[EXTRACTED DATA]:
:::

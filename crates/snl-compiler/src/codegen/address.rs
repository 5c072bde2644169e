//! Address computation for variable references.

use snl_ast::{Expr, VarAccess, VarRef};
use snl_core::InternalError;
use snl_core::tm::{Opcode, Register};

use crate::symbols::AccessMode;
use crate::types::{TypeDescriptor, TypeId};

use super::{CodeGenerator, Result};

/// The part of an address known at compile time plus an optional index.
struct Selector<'e, 'ast> {
    /// Constant word offset (field offset).
    offset: i64,
    /// Index expression, array lower bound and element size.
    index: Option<(&'e Expr<'ast>, i64, i64)>,
}

impl<'a> CodeGenerator<'a> {
    /// Leave the absolute address of the referenced storage in `ac`.
    ///
    /// The relative part (field offset, scaled index) is computed first
    /// because evaluating an index may use `ac1` and temporaries. For a
    /// direct variable the frame offset is folded in and the frame base is
    /// added; for an indirect one the frame slot is dereferenced and the
    /// relative part is added to the pointer.
    pub(super) fn find_address(&mut self, var: &VarRef<'_>) -> Result<()> {
        let symbol = self.analysis.annotations.require_symbol(var.id)?;
        let info = self.var_info(symbol)?;
        let selector = self.selector(var, info.ty)?;
        let name = var.name.name;

        let base_offset = match info.access {
            AccessMode::Direct => info.offset + selector.offset,
            AccessMode::Indirect => selector.offset,
        };
        match selector.index {
            None => self.emitter.emit_rm(
                Opcode::Ldc,
                Register::Ac,
                base_offset,
                Register::Ac,
                &format!("relative address of {name}"),
            ),
            Some((index, low, size)) => {
                self.generate_expr(index)?;
                self.emitter
                    .emit_rm(Opcode::Lda, Register::Ac, low.wrapping_neg(), Register::Ac, "index - low");
                if size != 1 {
                    self.emitter
                        .emit_rm(Opcode::Ldc, Register::Ac1, size, Register::Ac, "element size");
                    self.emitter.emit_ro(
                        Opcode::Mul,
                        Register::Ac,
                        Register::Ac,
                        Register::Ac1,
                        "scale index",
                    );
                }
                self.emitter.emit_rm(
                    Opcode::Lda,
                    Register::Ac,
                    base_offset,
                    Register::Ac,
                    &format!("relative address of {name}[]"),
                );
            }
        }

        let level = i64::from(info.level);
        self.emitter.emit_rm(
            Opcode::Ld,
            Register::Ac1,
            level,
            Register::DisplayOff,
            &format!("frame base of level {level}"),
        );
        if info.access == AccessMode::Indirect {
            self.emitter.emit_rm(
                Opcode::Ld,
                Register::Ac1,
                info.offset,
                Register::Ac1,
                &format!("load pointer {name}"),
            );
        }
        self.emitter.emit_ro(
            Opcode::Add,
            Register::Ac,
            Register::Ac,
            Register::Ac1,
            &format!("absolute address of {name}"),
        );
        Ok(())
    }

    /// Split a reference's selector into its constant and indexed parts.
    fn selector<'e, 'ast>(
        &self,
        var: &'e VarRef<'ast>,
        declared: TypeId,
    ) -> Result<Selector<'e, 'ast>> {
        let types = &self.analysis.types;
        let array_index = |index: &'e Expr<'ast>, ty: TypeId| match types.get(ty) {
            TypeDescriptor::Array { element, low, .. } => Ok((index, *low, types.size(*element))),
            _ => Err(InternalError::MalformedTree {
                message: format!("indexed '{}' is not an array", var.name.name),
                span: var.span,
            }),
        };

        match var.access {
            VarAccess::Plain => Ok(Selector {
                offset: 0,
                index: None,
            }),
            VarAccess::Index(index) => Ok(Selector {
                offset: 0,
                index: Some(array_index(index, declared)?),
            }),
            VarAccess::Field { field, index } => {
                let field = types.get(declared).field(field.name).ok_or_else(|| {
                    InternalError::MalformedTree {
                        message: format!("'{}' has no field '{}'", var.name.name, field.name),
                        span: var.span,
                    }
                })?;
                let index = match index {
                    Some(index) => Some(array_index(index, field.ty)?),
                    None => None,
                };
                Ok(Selector {
                    offset: field.offset,
                    index,
                })
            }
        }
    }
}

:::

[ASSIGNMENT]:
Each line of the material that has the word "VarAccess" belongs in the answer.

[RESPONSE TO THE TASK]:
use snl_ast::{Expr, VarAccess, VarRef};
            VarAccess::Plain => Ok(Selector {
            VarAccess::Index(index) => Ok(Selector {
            VarAccess::Field { field, index } => {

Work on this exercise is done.